A specialist medical review was requested on day 6 post-operatively to assess the patient in the light of the results of these investigations. The patient was found to be back to his cognitive baseline and was starting to mobilise on the ward with the help of physiotherapy. Clinical examination was unremarkable except for the healing abdominal surgical incision.
Aside from his recent cancer diagnosis, the patient’s past-medical history included only hypercholesterolaemia treated with simvastatin. He had no known allergies or drug sensitivities.

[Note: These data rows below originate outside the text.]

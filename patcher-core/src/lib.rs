use std::path::PathBuf;

use thiserror::Error;

pub mod address;
pub mod color;
pub mod config;
pub mod connections;
pub mod credits;
pub mod data;
pub mod door_locks;
pub mod items;
pub mod level_edits;
pub mod lz77;
pub mod minimap;
pub mod misc;
pub mod navigation;
pub mod palettes;
mod reserved;
pub mod rle;
pub mod rom;
pub mod room;
pub mod starting;
pub mod text;

#[cfg(test)]
mod testutil;

use address::{GameData, StaticAddressTable};
use config::PatchData;
use connections::Connections;
use data::DataDir;
use items::{ItemPatcher, LocationSettings};
use misc::{IpsCrateApplier, MiscPatch};
use palettes::PaletteRandomizer;
use rom::{Game, Region, Rom};
use text::GlyphEncoder;

#[derive(Debug, Error)]
pub enum PatcherError {
    #[error("IO error: {0}")]
    Io(#[from] std::io::Error),
    #[error("JSON error: {0}")]
    Json(#[from] serde_json::Error),

    #[error("access of {width} bytes at {addr:#X} is outside the {len:#X} byte image")]
    OutOfRange { addr: usize, width: usize, len: usize },
    #[error("value {value:#010X} at {addr:#X} is not a valid pointer")]
    InvalidPointer { addr: usize, value: u32 },
    #[error("offset {offset:#X} cannot be stored as a pointer")]
    PointerOverflow { offset: usize },
    #[error("RLE block at {addr:#X} has unequal planes ({low} and {high} bytes)")]
    PlaneMismatch { addr: usize, low: usize, high: usize },
    #[error("RLE block at {addr:#X} has invalid length field width {width}")]
    RleWidth { addr: usize, width: u8 },
    #[error("compressed data at {addr:#X} is truncated")]
    Truncated { addr: usize },
    #[error("layer at {addr:#X} decodes to {actual} bytes but its {width}x{height} header needs {expected}")]
    LayerSize {
        addr: usize,
        width: u8,
        height: u8,
        expected: usize,
        actual: usize,
    },
    #[error("block ({x}, {y}) is out of bounds for a {width}x{height} layer")]
    BlockOutOfBounds {
        x: usize,
        y: usize,
        width: usize,
        height: usize,
    },
    #[error("LZ77 error: {0}")]
    Lz77(String),
    #[error("ROM data invariant violated: {0}")]
    Invariant(String),

    #[error("configuration error: {0}")]
    Config(String),
    #[error("unrecognised ROM: {0}")]
    UnknownRom(String),
    #[error("{game:?} ({region:?}) is not supported")]
    UnsupportedRom { game: Game, region: Region },
    #[error("no address for {field} in {game:?} ({region:?})")]
    MissingAddress {
        game: Game,
        region: Region,
        field: String,
    },

    #[error("{what} is full (capacity {capacity})")]
    CapacityExceeded { what: &'static str, capacity: usize },
    #[error("IPS error: {0}")]
    Ips(String),
}

pub type Result<T> = std::result::Result<T, PatcherError>;

/// Paths for one patch run.
#[derive(Debug, Clone)]
pub struct PatchOptions {
    pub input_path: PathBuf,
    pub output_path: PathBuf,
    pub patch_data_path: PathBuf,
    /// Directory holding `locations.json`, the main hub assets and the
    /// per-release `patches/` folders.
    pub data_dir: PathBuf,
}

/// Applies a patch data file to a ROM and writes the result.
///
/// Nothing is written unless every step succeeds.
pub fn patch(options: &PatchOptions, status: &mut dyn FnMut(&str)) -> Result<()> {
    let mut rom = Rom::load(&options.input_path)?;
    let patch_data = PatchData::load(&options.patch_data_path)?;
    let data_dir = DataDir::new(&options.data_dir);

    apply(&mut rom, &patch_data, &data_dir, status)?;

    rom.save(&options.output_path)?;
    status(&format!("Output written to {}", options.output_path.display()));
    Ok(())
}

/// Runs every enabled subsystem against an already loaded ROM.
pub fn apply(
    rom: &mut Rom,
    patch_data: &PatchData,
    data_dir: &DataDir,
    status: &mut dyn FnMut(&str),
) -> Result<()> {
    let table = StaticAddressTable;
    let gd = GameData::new(&table, rom);

    // Palettes go first in case later steps copy tileset data.
    if let Some(settings) = &patch_data.palettes {
        status("Randomizing palettes...");
        PaletteRandomizer::new(settings)?.randomize(rom, &gd)?;
    }

    status("Writing item assignments...");
    let mut locations = LocationSettings::load(data_dir)?;
    locations.set_assignments(&patch_data.locations)?;
    ItemPatcher::new(&locations).write_items(rom, &gd)?;
    items::set_required_metroid_count(rom, patch_data.required_metroid_count)?;

    if let Some(location) = &patch_data.starting_location {
        status("Writing starting location...");
        starting::set_starting_location(rom, &gd, location)?;
    }

    if let Some(start) = &patch_data.starting_items {
        status("Writing starting items...");
        starting::set_starting_items(rom, &gd, start)?;
    }

    if let Some(increments) = &patch_data.tank_increments {
        status("Writing tank increments...");
        items::set_tank_increments(rom, increments)?;
    }

    let mut connections: Option<Connections> = None;
    if let Some(elevators) = &patch_data.elevator_connections {
        status("Writing elevator connections...");
        let hub = data_dir.main_hub()?;
        let conns = connections.insert(Connections::new(rom, gd)?);
        conns.set_elevator_connections(rom, elevators, &hub)?;
    }

    if let Some(shortcuts) = &patch_data.sector_shortcuts {
        status("Writing sector shortcuts...");
        let mut conns = match connections.take() {
            Some(conns) => conns,
            None => Connections::new(rom, gd)?,
        };
        conns.set_shortcut_connections(rom, shortcuts)?;
    }

    if let Some(locks) = &patch_data.door_locks {
        status("Writing door locks...");
        door_locks::set_door_locks(rom, &gd, locks)?;
    }

    if let Some(nav_text) = &patch_data.navigation_text {
        status("Writing navigation text...");
        let encoder = GlyphEncoder::new(rom, &gd)?;
        navigation::write_navigation_text(rom, &gd, &encoder, nav_text)?;
    }

    if let Some(nav_locks) = &patch_data.nav_station_locks {
        status("Writing navigation station locks...");
        navigation::apply_hint_security(rom, nav_locks)?;
    }

    if let Some(credits) = &patch_data.credits_text {
        status("Writing credits text...");
        credits::write_credits(rom, credits)?;
    }

    status("Applying misc patches...");
    let applier = IpsCrateApplier;
    if patch_data.disable_demos {
        misc::apply_patch_file(rom, data_dir, &applier, MiscPatch::DisableDemos)?;
    }
    if patch_data.skip_door_transitions {
        misc::skip_door_transitions(rom)?;
    }
    if patch_data.stereo_default {
        misc::apply_patch_file(rom, data_dir, &applier, MiscPatch::StereoDefault)?;
    }
    if patch_data.disable_music {
        misc::apply_patch_file(rom, data_dir, &applier, MiscPatch::DisableMusic)?;
    }
    if patch_data.disable_sound_effects {
        misc::apply_patch_file(rom, data_dir, &applier, MiscPatch::DisableSoundEffects)?;
    }
    if let Some(limit) = patch_data.missile_limit {
        misc::change_missile_limit(rom, limit)?;
    }
    if patch_data.power_bombs_without_bombs {
        misc::apply_patch_file(rom, data_dir, &applier, MiscPatch::PowerBombsWithoutBombs)?;
    }
    if patch_data.unexplored_map {
        misc::apply_patch_file(rom, data_dir, &applier, MiscPatch::UnexploredMap)?;
    }
    if patch_data.anti_softlock_room_edits {
        misc::apply_patch_file(rom, data_dir, &applier, MiscPatch::AntiSoftlock)?;
    }

    status("Writing seed hash...");
    text::write_seed_hash(rom, &gd, &patch_data.seed_hash)?;

    if patch_data.door_locks.is_some() || patch_data.hide_doors_on_minimap {
        door_locks::remove_door_palette_on_minimap(rom, &gd)?;
    }

    if let Some(edits) = &patch_data.level_edits {
        status("Applying level edits...");
        level_edits::apply_level_edits(rom, &gd, edits)?;
    }

    if let Some(edits) = &patch_data.minimap_edits {
        status("Applying minimap edits...");
        minimap::apply_minimap_edits(rom, &gd, edits)?;
    }

    Ok(())
}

Blood result: Pre-op > Day 1 post-op> Day 4 post-op> Day 6 post-op Platelets (x 10>3 / microlitre) 175 95 125 141 Neutrophils (x 10>3 / microlitre) 5.3 14.8 12.8 8.8 C-reactive protein (mg / L) 6 142 94 25 International normalised ratio 1.0 1.2 1.1 1.1
Chest x-ray: clear lung fields aside from minor bibasal atelectasis
Urine culture: no growth
CT abdomen: minimal abdominal free fluid, no evidence of focal collection, large bowel anastomoses intact
Heparin-induced thrombocytopenia antibodies: positive (moderate titre)
What is the likely cause for the patient’s thrombocytopenia?
Heparin induced thrombocytopenia Post-operative sepsis > Post-operative thrombocytopenia Thrombotic thrombocytopenic purpura Disseminated intravascular coagulation
Heparin induced thrombocytopenia (HIT) antibodies have a high false positive rate and their interpretation needs to take into account careful consideration of the entire clinical picture. Decision tools to assess the likelihood of HIT such as the Warkentin probability scale are useful in this setting. This provides a pretest probability score to assist with interpretation of HIT antibody results based on the extent of the thrombocytopenia, the timing of onset relative to heparin administration, thrombotic events and the presence or absence of other causes of thrombocytopenia.
In this case, there are few clinical features consistent with HIT and a low pretest probability score would be calculated. The combination of this and moderate titre positive HIT antibodies is considered to exclude a HIT diagnosis.
In this patients case a post-operative thrombocytopenia is the most likely cause in the absence of evidence for other possible answers. The patients elevated inflammatory markers are secondary to surgery with no septic source identified on investigation. TTP can cause thrombocytopenia associated with delirium, although the patients clinical and haematological recovery make this an unlikely cause. DIC is excluded by the normal prothrombin time and improving clinical picture.